| THE TASK |
Please copy out the entries until you have copied the line that contains "use serde::Serialize;", beginning with the first line.
***** DATA TO USE
//! Report ingestion and the read API.
//!
//! A submission goes through:
//! 1. Boundary validation (fields, payload, catalog)
//! 2. Per-fingerprint gate
//! 3. Sliding-window admission against the fingerprint's recent ledger
//! 4. Aggregation: strategy update and ledger append in one commit
//! 5. Status re-evaluation (inside the aggregation fold)
//!
//! A denial at step 3 leaves the ledger and every aggregate untouched.

use std::path::Path;
use std::sync::Arc;
use std::time::Duration;

use chrono::{DateTime, Utc};
use serde::Serialize;

use crate::admission::{Admission, AbuseGuard, Denial, FingerprintGates};
use crate::config::EngineConfig;
use crate::error::{EngineError, EngineResult, ErrorKind};
use crate::reputation::{Aggregator, RankSource, RankedStrategy, Ranker};
use crate::storage::{
    MemoryStore, Report, ReportId, ServiceCatalog, ServiceCatalogEntry, SqliteStore, StatusCounts,
    Store, StrategyId, StrategyStatus,
};
use crate::validation::{
    builtin_catalog, validate_submission, CatalogCache, ReportSubmission, CATALOG_CACHE_TTL_SECS,
};
use crate::{log_info, log_warn};

use super::context::RequestContext;

/// Result of a submission that was not a fault.
#[derive(Debug, Clone, PartialEq)]
pub enum SubmitOutcome {
    Accepted {
        strategy_id: StrategyId,
        status: StrategyStatus,
        report_id: ReportId,
        created: bool,
    },
    /// Ignored by admission control; nothing was written.
    RateLimited { reason: Denial },
}

impl SubmitOutcome {
    pub fn as_str(&self) -> &'static str {
        match self {
            SubmitOutcome::Accepted { .. } => "accepted",
            SubmitOutcome::RateLimited { .. } => "rate_limited",
        }
    }

    pub fn is_accepted(&self) -> bool {
        matches!(self, SubmitOutcome::Accepted { .. })
    }
}

/// Result of processing a batch.
#[derive(Debug)]
pub struct BatchResult {
    pub received_count: usize,
    pub accepted_count: usize,
    pub rate_limited_count: usize,
    pub rejected_count: usize,
    pub failed_count: usize,
    /// One entry per submission, in input order.
    pub results: Vec<EngineResult<SubmitOutcome>>,
}

/// A catalog entry with the number of strategies a provider can be served.
#[derive(Debug, Clone, PartialEq, Serialize)]
pub struct ServiceOverview {
    pub service: ServiceCatalogEntry,
    pub strategy_count: u64,
}

/// Engine health statistics.
#[derive(Debug, Clone, PartialEq, Serialize)]
pub struct HealthReport {
    pub strategies: StatusCounts,
    pub catalog_services: usize,
}

/// The strategy reputation engine.
pub struct ReputationEngine<S: Store> {
    pub(super) store: Arc<S>,
    pub(super) catalog: Arc<dyn ServiceCatalog>,
    pub(super) config: EngineConfig,
    pub(super) guard: AbuseGuard,
    pub(super) gates: FingerprintGates,
    pub(super) aggregator: Aggregator,
    pub(super) ranker: Ranker,
}

impl ReputationEngine<MemoryStore> {
    /// Engine over a fresh in-memory store and the built-in catalog.
    pub fn in_memory(config: EngineConfig) -> EngineResult<Self> {
        let store = Arc::new(MemoryStore::from_config(&config.store));
        let catalog = Arc::new(CatalogCache::builtin()?);
        Self::new(store, catalog, config)
    }
}

impl ReputationEngine<SqliteStore> {
    /// Open (or create) a SQLite database, seed the built-in catalog into it
    /// without overwriting existing rows, and serve the stored catalog through
    /// a cache that reloads every `CATALOG_CACHE_TTL_SECS`.
    pub fn open_sqlite<P: AsRef<Path>>(path: P, config: EngineConfig) -> EngineResult<Self> {
        let store = Arc::new(SqliteStore::open(path.as_ref(), &config.store)?);
        let seeded = store.seed_catalog(&builtin_catalog()?)?;

        let source: Arc<dyn ServiceCatalog> = store.clone();
        let catalog = CatalogCache::backed_by(source, Duration::from_secs(CATALOG_CACHE_TTL_SECS))?;
        log::info!(
            "SQLITE_ENGINE_OPEN path={} catalog_seeded={} catalog_services={}",
            path.as_ref().display(),
            seeded,
            catalog.len()
        );
        Self::new(store, Arc::new(catalog), config)
    }
}

impl<S: Store> ReputationEngine<S> {
    pub fn new(
        store: Arc<S>,
        catalog: Arc<dyn ServiceCatalog>,
        config: EngineConfig,
    ) -> EngineResult<Self> {
        config.validate()?;
        Ok(Self {
            guard: AbuseGuard::new(config.rate_limit.clone()),
            gates: FingerprintGates::new(config.store.lock_timeout()),
            aggregator: Aggregator::new(config.status.clone(), config.store.clone()),
            ranker: Ranker::new(config.status.clone(), config.ranking.clone()),
            store,
            catalog,
            config,
        })
    }

    pub fn store(&self) -> &S {
        &self.store
    }

    pub fn config(&self) -> &EngineConfig {
        &self.config
    }

    /// Submit one report received at `now`.
    ///
    /// `Ok(RateLimited)` is a normal outcome. `Err` is either a rejected
    /// input (`InvalidReport`) or a fault the caller should retry
    /// (`EngineError::is_retryable`).
    pub fn submit(
        &self,
        submission: &ReportSubmission,
        now: DateTime<Utc>,
    ) -> EngineResult<SubmitOutcome> {
        self.submit_with_context(submission, now, &RequestContext::new(now))
    }

    fn submit_with_context(
        &self,
        submission: &ReportSubmission,
        now: DateTime<Utc>,
        request: &RequestContext,
    ) -> EngineResult<SubmitOutcome> {
        let ctx = request.log_context();
        let checked = validate_submission(
            submission,
            self.catalog.as_ref(),
            &self.config.limits,
            now,
            &ctx,
        );
        let validated = match checked {
            Ok(validated) => validated,
            Err(err) => {
                let reason = match &err {
                    EngineError::InvalidReport(reason) => reason.reason_code(),
                    other => other.kind().as_str(),
                };
                log_warn!(ctx, "REPORT_REJECTED", reason = reason, error = err);
                return Err(err);
            }
        };

        let ctx = ctx
            .with_fingerprint_tag(&validated.fingerprint_tag)
            .with_strategy(&validated.key.short());
        let fingerprint = validated.report.fingerprint.as_str();

        let result = self.gates.run(fingerprint, || {
            let existing = self.store.get(&validated.key)?.map(|s| s.id);
            match self
                .guard
                .admit(self.store.as_ref(), fingerprint, existing, now, &ctx)?
            {
                Admission::Deny(reason) => return Ok(SubmitOutcome::RateLimited { reason }),
                Admission::Allow => {}
            }

            let committed = self.aggregator.apply(
                self.store.as_ref(),
                &validated.key,
                &validated.args,
                &validated.report,
                &ctx,
            )?;
            Ok(SubmitOutcome::Accepted {
                strategy_id: committed.strategy.id,
                status: committed.strategy.status,
                report_id: committed.report_id,
                created: committed.previous_status.is_none(),
            })
        });

        match &result {
            Ok(SubmitOutcome::Accepted {
                strategy_id,
                status,
                report_id,
                ..
            }) => log_info!(
                ctx,
                "REPORT_ACCEPTED",
                strategy_id = strategy_id,
                report_id = report_id,
                status = status,
                success = validated.report.success
            ),
            Ok(SubmitOutcome::RateLimited { reason }) => {
                log_warn!(ctx, "REPORT_RATE_LIMITED", reason = reason.as_str())
            }
            Err(err) => log_warn!(
                ctx,
                "REPORT_FAILED",
                kind = err.kind().as_str(),
                retryable = err.is_retryable(),
                error = err
            ),
        }
        result
    }

    /// Submit several reports in order. One failure does not stop the rest.
    pub fn submit_batch(&self, submissions: &[ReportSubmission], now: DateTime<Utc>) -> BatchResult {
        let batch = RequestContext::batch(now);
        let mut result = BatchResult {
            received_count: submissions.len(),
            accepted_count: 0,
            rate_limited_count: 0,
            rejected_count: 0,
            failed_count: 0,
            results: Vec::with_capacity(submissions.len()),
        };

        for (index, submission) in submissions.iter().enumerate() {
            let outcome = self.submit_with_context(submission, now, &batch.item(index));
            match &outcome {
                Ok(SubmitOutcome::Accepted { .. }) => result.accepted_count += 1,
                Ok(SubmitOutcome::RateLimited { .. }) => result.rate_limited_count += 1,
                Err(err) if err.kind() == ErrorKind::InvalidReport => result.rejected_count += 1,
                Err(_) => result.failed_count += 1,
            }
            result.results.push(outcome);
        }

        log_info!(
            batch.log_context(),
            "BATCH_COMPLETE",
            received = result.received_count,
            accepted = result.accepted_count,
            rate_limited = result.rate_limited_count,
            rejected = result.rejected_count,
            failed = result.failed_count
        );
        result
    }

    /// Best servable strategies for exactly this (provider, service).
    pub fn best_strategies(
        &self,
        provider_id: &str,
        service_id: &str,
        limit: usize,
        now: DateTime<Utc>,
    ) -> EngineResult<Vec<RankedStrategy>> {
        self.ranker
            .best_strategies(self.store.as_ref(), provider_id, service_id, limit, now)
    }

    /// Up to `ranking.max_results` strategies, falling back to strong
    /// strategies from other providers when this provider has few.
    pub fn recommend(
        &self,
        provider_id: &str,
        service_id: &str,
        now: DateTime<Utc>,
    ) -> EngineResult<Vec<RankedStrategy>> {
        let ctx = RequestContext::new(now).log_context();
        let ranked = self
            .ranker
            .recommend(self.store.as_ref(), provider_id, service_id, now)?;
        log::debug!(
            "{} RECOMMEND provider={} service={} results={} fallback={}",
            ctx,
            provider_id,
            service_id,
            ranked.len(),
            ranked
                .iter()
                .filter(|r| r.source == RankSource::Fallback)
                .count()
        );
        Ok(ranked)
    }

    /// Catalog lookup; `None` for an unknown service.
    pub fn get_service(&self, service_id: &str) -> EngineResult<Option<ServiceCatalogEntry>> {
        self.catalog.get_service(service_id)
    }

    /// Every catalog service with the provider's servable strategy count,
    /// most covered first.
    pub fn services_overview(&self, provider_id: &str) -> EngineResult<Vec<ServiceOverview>> {
        let counts = self.store.servable_counts_by_service(provider_id)?;
        let mut overview: Vec<ServiceOverview> = self
            .catalog
            .list_services()?
            .into_iter()
            .map(|service| ServiceOverview {
                strategy_count: counts.get(&service.id).copied().unwrap_or(0),
                service,
            })
            .collect();
        overview.sort_by(|a, b| {
            b.strategy_count
                .cmp(&a.strategy_count)
                .then_with(|| a.service.display_name.cmp(&b.service.display_name))
        });
        Ok(overview)
    }

    pub fn health(&self) -> EngineResult<HealthReport> {
        Ok(HealthReport {
            strategies: self.store.status_counts()?,
            catalog_services: self.catalog.list_services()?.len(),
        })
    }

    /// Ledger entries for one strategy, for abuse investigation.
    pub fn reports_for_strategy(&self, strategy_id: StrategyId) -> EngineResult<Vec<Report>> {
        if self.store.get_by_id(strategy_id)?.is_none() {
            return Err(EngineError::NotFound {
                what: "strategy",
                id: strategy_id.to_string(),
            });
        }
        self.store.by_strategy(strategy_id)
    }
}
**********
| RESPONSE TO THE TASK |
//! Report ingestion and the read API.
//!
//! A submission goes through:
//! 1. Boundary validation (fields, payload, catalog)
//! 2. Per-fingerprint gate
//! 3. Sliding-window admission against the fingerprint's recent ledger
//! 4. Aggregation: strategy update and ledger append in one commit
//! 5. Status re-evaluation (inside the aggregation fold)
//!
//! A denial at step 3 leaves the ledger and every aggregate untouched.

use std::path::Path;
use std::sync::Arc;
use std::time::Duration;

use chrono::{DateTime, Utc};
use serde::Serialize;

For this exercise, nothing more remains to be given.